Sometimes, the history of a company can be quite boring. Ours probably is too. But I'm not going to let that put me off writing about it right now.
Just about twenty and a half years ago, I arranged to meet a few geeky journalists, photographers and motorsports enthusiasts in a room at the Labour Club in Selly Oak, Birmingham. Our idea was to form a digital publishing company that would initially cover key motorsports events. The web was still very youthful, but we felt there was a fantastic opportunity. Within a short period, Speed Publications Ltd was later launched on the 28th of October, 1996.
It didn’t go well.
I had no idea how to run a magazine – digital or otherwise. And I had no money. Neither did anyone else in the group. We did produce some good content, which is still online today. The remarkable thing is that the long tail works – today the website receives more traffic than it did when we were actively working on it!

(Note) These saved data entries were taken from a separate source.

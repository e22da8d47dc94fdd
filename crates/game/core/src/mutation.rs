//! Deferred scene-state mutations.
//!
//! Noisy effect hooks cannot touch the scene state directly, since they run in
//! the middle of damage or state resolution. Instead they return a
//! [`SceneReaction`] which the owning scene queues and applies between
//! frames, one reaction at a time, so each mutation gets its own frame
//! (message display, animation, ...).

use std::any::Any;
use std::collections::VecDeque;

/// A deferred change to a scene's state.
///
/// The state parameter is type-erased: reactions are produced by hook code
/// that cannot know the concrete scene state, and downcast it on apply.
pub type SceneReaction = Box<dyn FnOnce(&mut dyn Any)>;

/// FIFO queue of pending scene reactions.
#[derive(Default)]
pub struct MutationQueue {
    queue: VecDeque<SceneReaction>,
}

impl MutationQueue {
    pub fn new() -> Self {
        Self {
            queue: VecDeque::new(),
        }
    }

    pub fn has_pending(&self) -> bool {
        !self.queue.is_empty()
    }

    pub fn len(&self) -> usize {
        self.queue.len()
    }

    pub fn is_empty(&self) -> bool {
        self.queue.is_empty()
    }

    /// Queues one reaction after the already pending ones.
    pub fn queue_reaction(&mut self, reaction: SceneReaction) {
        self.queue.push_back(reaction);
    }

    /// Queues several reactions; they will run in the given order.
    pub fn queue_reactions(&mut self, reactions: impl IntoIterator<Item = SceneReaction>) {
        self.queue.extend(reactions);
    }

    /// Applies the oldest pending reaction to `state`, if any.
    ///
    /// Returns whether a reaction ran. At most one reaction is applied per
    /// call.
    pub fn execute_next<S: Any>(&mut self, state: &mut S) -> bool {
        match self.queue.pop_front() {
            Some(reaction) => {
                reaction(state);
                true
            }
            None => false,
        }
    }
}
//! Element table loader.

use std::path::Path;

use anyhow::anyhow;
use battle_core::Element;

use crate::loaders::{LoadResult, read_file};

/// Parses an element table from RON.
///
/// File format: a list of element entries.
///
/// Example:
/// ```ron
/// [
///     (id: "fire", strong_over: ["grass"], weak_over: ["water"]),
///     (id: "ghost", useless_over: ["normal"]),
/// ]
/// ```
pub fn elements_from_str(content: &str) -> LoadResult<Vec<Element>> {
    ron::from_str(content).map_err(|e| anyhow!("Failed to parse element RON: {e}"))
}

/// Loads an element table from a RON file.
pub fn load_elements(path: &Path) -> LoadResult<Vec<Element>> {
    elements_from_str(&read_file(path)?)
}
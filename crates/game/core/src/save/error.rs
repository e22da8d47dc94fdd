//! Error types raised by the save subsystem.

use thiserror::Error;

use super::value::ValueKind;

/// Errors surfaced while serializing or deserializing a save pass.
///
/// Every variant is a local precondition violation reported synchronously to
/// the caller of the operation that detected it. The subsystem performs no
/// retries and no partial recovery: a failed pass leaves its context in a
/// state that must be discarded.
#[derive(Debug, Error)]
pub enum SaveError {
    /// A reference id does not address a slot of the referencing array.
    ///
    /// Indicates a corrupted or mismatched envelope/table pair.
    #[error("unknown reference {id} (referencing array length {len})")]
    UnknownReference { id: u32, len: usize },

    /// The finalize root was null or a boolean.
    ///
    /// These values are reserved as validity sentinels and cannot thread
    /// identity through a reference id.
    #[error("serialized root must not be null or a boolean")]
    UnserializableRoot,

    /// The finalize root is, or contains one level deep, a record of the
    /// referencing array.
    ///
    /// Such an envelope would be ambiguous to reconstruct: reference
    /// resolution only rewrites table entries, never the outer tree.
    #[error("serialized root must not be in the referencing array or contain an entry of it")]
    AliasedRoot,

    /// A save record did not have the expected shape.
    #[error("malformed save data: expected {expected}, found {found}")]
    TypeMismatch {
        expected: &'static str,
        found: ValueKind,
    },

    /// A save record is missing a required field.
    #[error("malformed save data: missing field `{0}`")]
    MissingField(&'static str),

    /// An opaque payload had no registered codec for its category and kind.
    #[error("no save codec registered for opaque {category} `{kind}` payload")]
    MissingCodec { category: String, kind: String },

    /// A back-reference pointed at an entity that no longer exists.
    #[error("dangling back-reference in payload")]
    DanglingReference,
}

pub type Result<T> = std::result::Result<T, SaveError>;
//! Named data collections with lazy loading and placeholder fallback.
//!
//! Game data (creature forms, items, element tables) lives in collections
//! loaded on demand through a consumer-supplied load function. Lookups never
//! fail on an unknown id: they fall back to the `__undef__` placeholder
//! entry when the collection carries one, then to the first entry, so
//! content typos degrade to visible placeholder data instead of crashes.
//! Only an empty collection is an error.

use std::collections::HashMap;

use anyhow::anyhow;

use crate::loaders::LoadResult;

/// Id of the placeholder entry a collection may carry.
pub const UNDEF_DATA_ID: &str = "__undef__";

/// Entries addressable by data id.
pub trait HasDataId {
    fn data_id(&self) -> &str;
}

impl HasDataId for battle_core::Element {
    fn data_id(&self) -> &str {
        &self.id
    }
}

type LoadFn<T> = Box<dyn Fn(&str) -> LoadResult<Vec<T>>>;

/// A set of named collections of `T`, populated through a load function.
pub struct DataCollection<T> {
    load: LoadFn<T>,
    collections: HashMap<String, Vec<T>>,
}

impl<T: HasDataId> DataCollection<T> {
    /// Creates an empty collection set around a load function.
    pub fn new(load: impl Fn(&str) -> LoadResult<Vec<T>> + 'static) -> Self {
        Self {
            load: Box::new(load),
            collections: HashMap::new(),
        }
    }

    /// Creates a collection set pre-seeded with default contents.
    pub fn with_defaults(
        load: impl Fn(&str) -> LoadResult<Vec<T>> + 'static,
        defaults: HashMap<String, Vec<T>>,
    ) -> Self {
        Self {
            load: Box::new(load),
            collections: defaults,
        }
    }

    /// (Re)loads one named collection through the load function.
    pub fn load_collection(&mut self, name: &str) -> LoadResult<()> {
        let data = (self.load)(name)?;
        self.collections.insert(name.to_string(), data);
        Ok(())
    }

    /// Looks up an entry by id, falling back to the `__undef__` placeholder
    /// and then to the first entry.
    ///
    /// # Errors
    ///
    /// Fails when the collection is empty or was never loaded.
    pub fn data_from_collection(&self, name: &str, id: &str) -> LoadResult<&T> {
        let collection = self
            .collections
            .get(name)
            .filter(|collection| !collection.is_empty())
            .ok_or_else(|| anyhow!("empty collection `{name}`, cannot load data"))?;

        Ok(collection
            .iter()
            .find(|data| data.data_id() == id)
            .or_else(|| {
                collection
                    .iter()
                    .find(|data| data.data_id() == UNDEF_DATA_ID)
            })
            .unwrap_or(&collection[0]))
    }
}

But no idea plus no money plus no spare time… it doesn’t work. You can’t run a company like that.
The ERP years
Within a year I came to the conclusion that with traffic growth the way it was, we’d never be profitable. Another mistake, really, because it turned out that digital companies didn’t need to be profitable to make their owners a fortune. The dotcom boom proved that. Anyway, I was no business expert, and I was now working as an ERP consultant, using the same company.

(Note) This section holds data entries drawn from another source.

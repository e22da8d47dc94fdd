//! Definition loaders.
//!
//! Game definitions ship as RON files; each loader parses one table kind
//! into the core types.

use std::fs;
use std::path::Path;

use anyhow::Context;

mod elements;
mod items;

pub use elements::{elements_from_str, load_elements};
pub use items::{ItemDefinition, items_from_str, load_items};

/// Result alias for content loading.
pub type LoadResult<T> = anyhow::Result<T>;

/// Reads a definition file into memory.
pub fn read_file(path: &Path) -> LoadResult<String> {
    fs::read_to_string(path).with_context(|| format!("Failed to read {path:?}"))
}
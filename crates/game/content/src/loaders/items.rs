//! Item definition loader.

use std::path::Path;
use std::rc::Rc;

use anyhow::anyhow;
use battle_core::{Item, Payload};
use serde::{Deserialize, Serialize};

use crate::collections::HasDataId;
use crate::loaders::{LoadResult, read_file};

/// One item entry of a definition table.
#[derive(Clone, Debug, PartialEq, Eq, Serialize, Deserialize)]
pub struct ItemDefinition {
    pub id: String,
    /// Item type name; selects the registered use handlers.
    pub kind: String,
    pub category: String,
    #[serde(default)]
    pub order: i32,
    #[serde(default)]
    pub price: i32,
}

impl ItemDefinition {
    /// Builds the runtime item for this definition.
    pub fn to_item(&self) -> Rc<Item> {
        Rc::new(Item {
            id: self.id.clone(),
            kind: self.kind.clone(),
            category: self.category.clone(),
            order: self.order,
            price: self.price,
            data: Payload::Empty,
        })
    }
}

impl HasDataId for ItemDefinition {
    fn data_id(&self) -> &str {
        &self.id
    }
}

/// Parses an item definition table from RON.
///
/// Example:
/// ```ron
/// [
///     (id: "potion", kind: "heal", category: "medicine", price: 200),
///     (id: "net_ball", kind: "ball", category: "balls", order: 2, price: 1000),
/// ]
/// ```
pub fn items_from_str(content: &str) -> LoadResult<Vec<ItemDefinition>> {
    ron::from_str(content).map_err(|e| anyhow!("Failed to parse item RON: {e}"))
}

/// Loads an item definition table from a RON file.
pub fn load_items(path: &Path) -> LoadResult<Vec<ItemDefinition>> {
    items_from_str(&read_file(path)?)
}
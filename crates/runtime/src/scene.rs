//! Scene abstraction for the game loop.

/// A scene driven by the [`SceneRunner`](crate::SceneRunner).
///
/// The runner checks [`is_running`](Scene::is_running) before computing each
/// frame, so a scene gets the chance to observe its final state before the
/// runner moves on.
pub trait Scene {
    /// Advances the scene state by `delta` seconds.
    fn process(&mut self, delta: f64);

    /// Draws the current state to the screen.
    fn draw(&self);

    /// Whether this scene still wants frames.
    fn is_running(&self) -> bool;

    /// The scene to drive once this one is done.
    fn next_scene(&mut self) -> Option<Box<dyn Scene>> {
        None
    }
}
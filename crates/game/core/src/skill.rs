//! Creature skills.

use crate::creature::Creature;
use crate::payload::Payload;

/// A skill known by a creature.
#[derive(Debug, Default)]
pub struct Skill {
    /// Skill definition id.
    pub id: String,
    pub data: Payload,
}

impl Skill {
    pub fn new(id: impl Into<String>, data: Payload) -> Self {
        Self {
            id: id.into(),
            data,
        }
    }
}

/// Tests whether the creature knows a skill with this id.
pub fn has_skill(creature: &Creature, id: &str) -> bool {
    creature.skills.iter().any(|skill| skill.id == id)
}

/// Returns the creature's skill with this id, if any.
pub fn get_skill<'a>(creature: &'a Creature, id: &str) -> Option<&'a Skill> {
    creature.skills.iter().find(|skill| skill.id == id)
}

/// Teaches the creature a skill.
///
/// Does nothing when a skill with the same id is already known.
pub fn add_skill(creature: &mut Creature, skill: Skill) {
    if has_skill(creature, &skill.id) {
        return;
    }
    creature.skills.push(skill);
}

/// Removes every skill with this id from the creature.
pub fn remove_skill(creature: &mut Creature, id: &str) {
    creature.skills.retain(|skill| skill.id != id);
}
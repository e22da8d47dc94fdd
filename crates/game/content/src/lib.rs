//! Content pipeline for the battle framework: named data collections and
//! RON definition loaders feeding `battle-core` types.
pub mod collections;
pub mod loaders;

pub use collections::{DataCollection, HasDataId, UNDEF_DATA_ID};
pub use loaders::{
    ItemDefinition, LoadResult, elements_from_str, items_from_str, load_elements, load_items,
    read_file,
};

I shut down the digital publishing project as I couldn’t give it the time and investment it really needed. It saddened me a little, but one chap who wrote for us, Chris Richardson, did move on to f1.com, which eventually became the official Formula 1 website. He didn’t stay, in the end, but it was pleasing to see new opportunities being made.
The years passed.
I made a very decent income in ERP, and I set some aside. I did my stuff and learned more about how companies work. Eventually, when I felt that my particular ERP specialism had peaked and was in terminal decline I decided that I would… go travelling around South America.
I’d like to say that whilst standing overlooking Machu Picchu I had an epiphany and realised what I wanted to do next.

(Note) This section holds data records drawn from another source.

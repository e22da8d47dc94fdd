//! Core entity model and save subsystem for the battle framework.
//!
//! `battle-core` defines the data entities (creatures, effects, states,
//! skills, items, elements) and the mechanism that lets any of them safely
//! persist mutually-referencing data: the cyclic save subsystem under
//! [`save`]. Behavior is pluggable: hook tables, save codecs, item
//! handlers, and the stat formula are all configured on a [`Registry`]
//! passed into the generic entry points.
pub mod codec;
pub mod config;
pub mod creature;
pub mod effect;
pub mod element;
pub mod item;
pub mod mutation;
pub mod payload;
pub mod registry;
pub mod save;
pub mod skill;
pub mod state;

pub use codec::CodecRegistry;
pub use config::GameConfig;
pub use creature::{
    Creature, CreatureHandle, CreatureRef, compute_stat, deserialize_creature, load_roster,
    save_roster, serialize_creature,
};
pub use effect::{
    DamageData, Effect, EffectContext, EffectHooks, EffectOutcome, EffectRegistry, ElementsData,
    ItemData, StatModifierData, StateData, TurnEndData, VoidHooks, cleanup_effects, prevent_effect,
};
pub use element::{
    Element, combined_strength_factor, combined_strength_factor_by_ids, element_strength_factor,
};
pub use item::{Item, ItemActable, ItemAction, ItemRegistry};
pub use mutation::{MutationQueue, SceneReaction};
pub use payload::Payload;
pub use registry::{Registry, StatFormula};
pub use save::{
    CyclicDeserializationContext, CyclicSerializationContext, PendingRecord, ReferenceId,
    ReferenceIdentity, ReferencingArray, SaveEnvelope, SaveError, SaveValue, SharedNode, ValueKind,
    shared_node,
};
pub use skill::{Skill, add_skill, get_skill, has_skill, remove_skill};
pub use state::{
    STATE_EFFECT_CATEGORY, State, StateAnchor, add_state, get_state, has_state, remove_state,
};
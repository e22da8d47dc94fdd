//! Pluggable per-entity save codecs.
//!
//! The save subsystem never inspects entity payloads itself: consumers
//! register how each entity kind's data is encoded and decoded, and the
//! creature serializer maps every element through the registered function.
//! Serializers receive the active [`ReferencingArray`] and deserializers the
//! active [`CyclicDeserializationContext`], so nested entity data can
//! participate in reference resolution (a state payload can be "the owning
//! creature", stored as a reference id).
//!
//! Every slot defaults to identity passthrough over [`Payload::Value`]
//! data. Opaque payloads have no passthrough; saving one without a codec is
//! [`SaveError::MissingCodec`].

use std::collections::HashMap;
use std::rc::Rc;

use crate::creature::{Creature, CreatureHandle};
use crate::effect::{Effect, EffectRegistry};
use crate::payload::Payload;
use crate::save::{CyclicDeserializationContext, ReferencingArray, SaveError, SaveValue};
use crate::skill::Skill;
use crate::state::State;

pub type CreatureDataSerializeFn =
    Box<dyn Fn(&Creature, &mut ReferencingArray<CreatureHandle>) -> Result<Rc<SaveValue>, SaveError>>;
pub type StateDataSerializeFn =
    Box<dyn Fn(&State, &mut ReferencingArray<CreatureHandle>) -> Result<Rc<SaveValue>, SaveError>>;
pub type SkillDataSerializeFn =
    Box<dyn Fn(&Skill, &mut ReferencingArray<CreatureHandle>) -> Result<Rc<SaveValue>, SaveError>>;
pub type EffectSerializeFn =
    Box<dyn Fn(&Effect, &mut ReferencingArray<CreatureHandle>) -> Result<Rc<SaveValue>, SaveError>>;

/// Decodes a serialized data value back into a payload.
pub type DataDeserializeFn = Box<
    dyn Fn(&Rc<SaveValue>, &CyclicDeserializationContext<Creature>) -> Result<Payload, SaveError>,
>;

/// Decodes a serialized effect record back into its kind and payload.
pub type EffectDeserializeFn = Box<
    dyn Fn(
        &Rc<SaveValue>,
        &CyclicDeserializationContext<Creature>,
    ) -> Result<(String, Payload), SaveError>,
>;

fn serialize_payload_passthrough(
    payload: &Payload,
    category: &str,
    kind: &str,
) -> Result<Rc<SaveValue>, SaveError> {
    match payload {
        Payload::Empty => Ok(SaveValue::null()),
        Payload::Value(value) => Ok(value.clone()),
        Payload::Opaque(_) => Err(SaveError::MissingCodec {
            category: category.to_string(),
            kind: kind.to_string(),
        }),
    }
}

fn deserialize_payload_passthrough(value: &Rc<SaveValue>) -> Payload {
    if value.is_null() {
        Payload::Empty
    } else {
        Payload::Value(value.clone())
    }
}

/// Registry of entity save codecs: one pluggable serializer/deserializer
/// pair per entity kind, plus per-`(category, kind)` effect codecs.
#[derive(Default)]
pub struct CodecRegistry {
    creature_data_serialize: Option<CreatureDataSerializeFn>,
    creature_data_deserialize: Option<DataDeserializeFn>,
    state_data_serialize: Option<StateDataSerializeFn>,
    state_data_deserialize: Option<DataDeserializeFn>,
    skill_data_serialize: Option<SkillDataSerializeFn>,
    skill_data_deserialize: Option<DataDeserializeFn>,
    effect_serialize: HashMap<String, HashMap<String, EffectSerializeFn>>,
    effect_deserialize: HashMap<String, HashMap<String, EffectDeserializeFn>>,
}

impl CodecRegistry {
    pub fn new() -> Self {
        Self::default()
    }

    // ------------------------------------------------------------------
    // Registration
    // ------------------------------------------------------------------

    pub fn register_serialize_creature_data(
        &mut self,
        serializer: impl Fn(&Creature, &mut ReferencingArray<CreatureHandle>) -> Result<Rc<SaveValue>, SaveError>
        + 'static,
    ) {
        self.creature_data_serialize = Some(Box::new(serializer));
    }

    pub fn register_deserialize_creature_data(
        &mut self,
        deserializer: impl Fn(&Rc<SaveValue>, &CyclicDeserializationContext<Creature>) -> Result<Payload, SaveError>
        + 'static,
    ) {
        self.creature_data_deserialize = Some(Box::new(deserializer));
    }

    pub fn register_serialize_state_data(
        &mut self,
        serializer: impl Fn(&State, &mut ReferencingArray<CreatureHandle>) -> Result<Rc<SaveValue>, SaveError>
        + 'static,
    ) {
        self.state_data_serialize = Some(Box::new(serializer));
    }

    pub fn register_deserialize_state_data(
        &mut self,
        deserializer: impl Fn(&Rc<SaveValue>, &CyclicDeserializationContext<Creature>) -> Result<Payload, SaveError>
        + 'static,
    ) {
        self.state_data_deserialize = Some(Box::new(deserializer));
    }

    pub fn register_serialize_skill_data(
        &mut self,
        serializer: impl Fn(&Skill, &mut ReferencingArray<CreatureHandle>) -> Result<Rc<SaveValue>, SaveError>
        + 'static,
    ) {
        self.skill_data_serialize = Some(Box::new(serializer));
    }

    pub fn register_deserialize_skill_data(
        &mut self,
        deserializer: impl Fn(&Rc<SaveValue>, &CyclicDeserializationContext<Creature>) -> Result<Payload, SaveError>
        + 'static,
    ) {
        self.skill_data_deserialize = Some(Box::new(deserializer));
    }

    pub fn register_serialize_effect(
        &mut self,
        category: impl Into<String>,
        kind: impl Into<String>,
        serializer: impl Fn(&Effect, &mut ReferencingArray<CreatureHandle>) -> Result<Rc<SaveValue>, SaveError>
        + 'static,
    ) {
        self.effect_serialize
            .entry(category.into())
            .or_default()
            .insert(kind.into(), Box::new(serializer));
    }

    pub fn register_deserialize_effect(
        &mut self,
        category: impl Into<String>,
        kind: impl Into<String>,
        deserializer: impl Fn(
            &Rc<SaveValue>,
            &CyclicDeserializationContext<Creature>,
        ) -> Result<(String, Payload), SaveError>
        + 'static,
    ) {
        self.effect_deserialize
            .entry(category.into())
            .or_default()
            .insert(kind.into(), Box::new(deserializer));
    }

    // ------------------------------------------------------------------
    // Invocation (registered codec, else passthrough)
    // ------------------------------------------------------------------

    pub fn serialize_creature_data(
        &self,
        creature: &Creature,
        refs: &mut ReferencingArray<CreatureHandle>,
    ) -> Result<Rc<SaveValue>, SaveError> {
        match &self.creature_data_serialize {
            Some(serializer) => serializer(creature, refs),
            None => serialize_payload_passthrough(&creature.data, "creature", &creature.id),
        }
    }

    pub fn deserialize_creature_data(
        &self,
        value: &Rc<SaveValue>,
        context: &CyclicDeserializationContext<Creature>,
    ) -> Result<Payload, SaveError> {
        match &self.creature_data_deserialize {
            Some(deserializer) => deserializer(value, context),
            None => Ok(deserialize_payload_passthrough(value)),
        }
    }

    pub fn serialize_state_data(
        &self,
        state: &State,
        refs: &mut ReferencingArray<CreatureHandle>,
    ) -> Result<Rc<SaveValue>, SaveError> {
        match &self.state_data_serialize {
            Some(serializer) => serializer(state, refs),
            None => serialize_payload_passthrough(&state.data, "state", &state.kind),
        }
    }

    pub fn deserialize_state_data(
        &self,
        value: &Rc<SaveValue>,
        context: &CyclicDeserializationContext<Creature>,
    ) -> Result<Payload, SaveError> {
        match &self.state_data_deserialize {
            Some(deserializer) => deserializer(value, context),
            None => Ok(deserialize_payload_passthrough(value)),
        }
    }

    pub fn serialize_skill_data(
        &self,
        skill: &Skill,
        refs: &mut ReferencingArray<CreatureHandle>,
    ) -> Result<Rc<SaveValue>, SaveError> {
        match &self.skill_data_serialize {
            Some(serializer) => serializer(skill, refs),
            None => serialize_payload_passthrough(&skill.data, "skill", &skill.id),
        }
    }

    pub fn deserialize_skill_data(
        &self,
        value: &Rc<SaveValue>,
        context: &CyclicDeserializationContext<Creature>,
    ) -> Result<Payload, SaveError> {
        match &self.skill_data_deserialize {
            Some(deserializer) => deserializer(value, context),
            None => Ok(deserialize_payload_passthrough(value)),
        }
    }

    /// Serializes one effect of a category, dropping its hook table.
    pub fn serialize_effect(
        &self,
        category: &str,
        effect: &Effect,
        refs: &mut ReferencingArray<CreatureHandle>,
    ) -> Result<Rc<SaveValue>, SaveError> {
        if let Some(serializer) = self
            .effect_serialize
            .get(category)
            .and_then(|kinds| kinds.get(&effect.kind))
        {
            return serializer(effect, refs);
        }

        Ok(SaveValue::object([
            ("type", SaveValue::str(&effect.kind)),
            (
                "data",
                serialize_payload_passthrough(&effect.data, category, &effect.kind)?,
            ),
        ]))
    }

    /// Decodes one effect record of a category, re-attaching the behavior
    /// table registered for its kind.
    pub fn deserialize_effect(
        &self,
        category: &str,
        record: &Rc<SaveValue>,
        context: &CyclicDeserializationContext<Creature>,
        effects: &EffectRegistry,
    ) -> Result<Effect, SaveError> {
        let kind = record.field("type")?.expect_str()?;

        let (kind, payload) = match self
            .effect_deserialize
            .get(category)
            .and_then(|kinds| kinds.get(kind))
        {
            Some(deserializer) => deserializer(record, context)?,
            None => {
                let payload = match record.get("data") {
                    Some(value) => deserialize_payload_passthrough(value),
                    None => Payload::Empty,
                };
                (kind.to_string(), payload)
            }
        };

        Ok(effects.create_effect(category, kind, payload))
    }
}

#[cfg(test)]
mod tests {
    use super::*;
    use std::sync::Arc;

    #[test]
    fn passthrough_serializes_value_payloads_unchanged() {
        let codecs = CodecRegistry::new();
        let mut refs = ReferencingArray::new();

        let data = SaveValue::object([("counter", SaveValue::int(3))]);
        let state = State::new("burn", Payload::value(data.clone()));
        let out = codecs.serialize_state_data(&state, &mut refs).unwrap();
        assert!(Rc::ptr_eq(&out, &data));

        let empty = Skill::new("gust", Payload::Empty);
        let out = codecs.serialize_skill_data(&empty, &mut refs).unwrap();
        assert!(out.is_null());
    }

    #[test]
    fn passthrough_refuses_opaque_payloads() {
        let codecs = CodecRegistry::new();
        let mut refs = ReferencingArray::new();

        let state = State::new("burn", Payload::opaque(5u8));
        let err = codecs.serialize_state_data(&state, &mut refs).unwrap_err();
        match err {
            SaveError::MissingCodec { category, kind } => {
                assert_eq!(category, "state");
                assert_eq!(kind, "burn");
            }
            other => panic!("unexpected error: {other}"),
        }
    }

    #[test]
    fn registered_data_codecs_replace_the_passthrough() {
        let mut codecs = CodecRegistry::new();
        codecs.register_serialize_state_data(|state, _| {
            Ok(SaveValue::int(-state.data.as_value().unwrap().as_i64().unwrap()))
        });
        codecs.register_deserialize_state_data(|value, _| {
            Ok(Payload::value(SaveValue::int(-value.expect_i64()?)))
        });

        let mut refs = ReferencingArray::new();
        let state = State::new("burn", Payload::value(SaveValue::int(7)));
        let out = codecs.serialize_state_data(&state, &mut refs).unwrap();
        assert_eq!(out.as_i64(), Some(-7));

        let envelope = crate::save::SaveEnvelope {
            serialized_object: SaveValue::int(0),
            referencing_array: Vec::new(),
        };
        let context = CyclicDeserializationContext::new(&envelope);
        let payload = codecs.deserialize_state_data(&out, &context).unwrap();
        assert_eq!(payload.as_value().unwrap().as_i64(), Some(7));
    }

    #[test]
    fn effect_passthrough_writes_type_and_data() {
        let codecs = CodecRegistry::new();
        let effects = EffectRegistry::new();
        let mut refs = ReferencingArray::new();

        let effect = effects.create_effect(
            "held_item",
            "berry",
            Payload::value(SaveValue::int(2)),
        );
        let record = codecs
            .serialize_effect("held_item", &effect, &mut refs)
            .unwrap();
        assert_eq!(record.field("type").unwrap().as_str(), Some("berry"));
        assert_eq!(record.field("data").unwrap().as_i64(), Some(2));
    }

    #[test]
    fn effect_decode_reattaches_registered_hooks() {
        struct Sticky;
        impl crate::effect::EffectHooks for Sticky {}

        let codecs = CodecRegistry::new();
        let mut effects = EffectRegistry::new();
        effects.register("held_item", "berry", Arc::new(Sticky));

        let record = SaveValue::object([
            ("type", SaveValue::str("berry")),
            ("data", SaveValue::int(2)),
        ]);
        let envelope = crate::save::SaveEnvelope {
            serialized_object: SaveValue::int(0),
            referencing_array: Vec::new(),
        };
        let context = CyclicDeserializationContext::new(&envelope);

        let effect = codecs
            .deserialize_effect("held_item", &record, &context, &effects)
            .unwrap();
        assert_eq!(effect.kind, "berry");
        assert_eq!(effect.data.as_value().unwrap().as_i64(), Some(2));
        assert!(!Arc::ptr_eq(effect.hooks(), effects.void_hooks()));
    }
}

But nope. No idea. Carried on travelling.
Came home. Still no idea. So I started renovating my house. That was a mess, but it’s now the area’s house with the most network cabling in it. Guaranteed. And whilst I was doing all this, my friend James helped.
I told him about my conundrum. He felt the same about his work in IT infrastructure and wanted to try something new, ideally involving the internet.
And eventually we did it. We decided to rename my shell company as Interconnect IT Ltd and do… stuff. We weren’t too sure yet, but it was definitely going to be interesting.
First we decided we needed to build a website.
And it all went from there, really. Because we built a site and people we knew said “Oh, that’s nice. Can you build one for my business?” And we did. And another. And many more.
It didn’t pay especially well, but it was quite pleasant work, really, and easier than wrestling with PeopleSoft. But I did fancy making a living, and it wasn’t quite going where I felt it should. So we decided to specialise in WordPress and market on that.
Then it really got going! We were the first company in the UK specialising in WordPress that had more than one employee, and that gave us leads at The Telegraph and Informa, which then established our market credentials. It was, of course, a case of being in the right place at the right time. But as I’ve always said, a key thing about business is about knowing where to place yourself in anticipation of opportunities. They may come, they may not, but you have to try.
From there it just sort of snowballed. And came full circle. We don’t publish much of our own content but we primarily design and code solutions for publishers. Our roster of clients has grown hugely, and we’ve developed a name for building large, sophisticated websites that Just Work. Our clients are happy, and we’re doing interesting work with interesting people.
So on our forthcoming twenty year anniversary since incorporation, I’d like to stop for a moment and thank our clients. We’ve had lots. In the years we’ve built sites for Metro Newspapers, The Spectator, The Telegraph, The Catholic Herald, Telecoms.com, Apollo Magazine, Worktech, CGIAR, and many more. We also got to build sites for dentists and tyre fitters which, especially in our early days, were critical to getting us going with the skills we needed to tackle the bigger stuff.
I’d also like to thank James Whitehead – his determined single mindedness when approaching a problem meant we never hit a problem we couldn’t handle – even if it meant him staying up all night. And then all the people we’ve employed since who have contributed to the growth.
We can celebrate this. It’s been great. That we’ve also made lots of friends in the publishing and web development world has also been a huge thing for us. We’d be nowhere without the contributions, openness and friendliness of firms like Automattic, 10Up, Human Made and a galaxy of other peers.
Three cheers, please!
And now, to look forwards. We have some plans. I can’t tell you about much them just yet, but the first fruits will be available soon. These solutions are aimed principally at our current client base – making their sites faster, more rewarding and yet cheaper to run. What’s not to like about that?
And after that? Who knows? In 1996 I could never have predicted what would have happened. Where will we be in 2036? I’m hoping we’ll be working on software for holodecks and jetpacks, but not sure entirely how we’ll shoehorn that into the publishing world!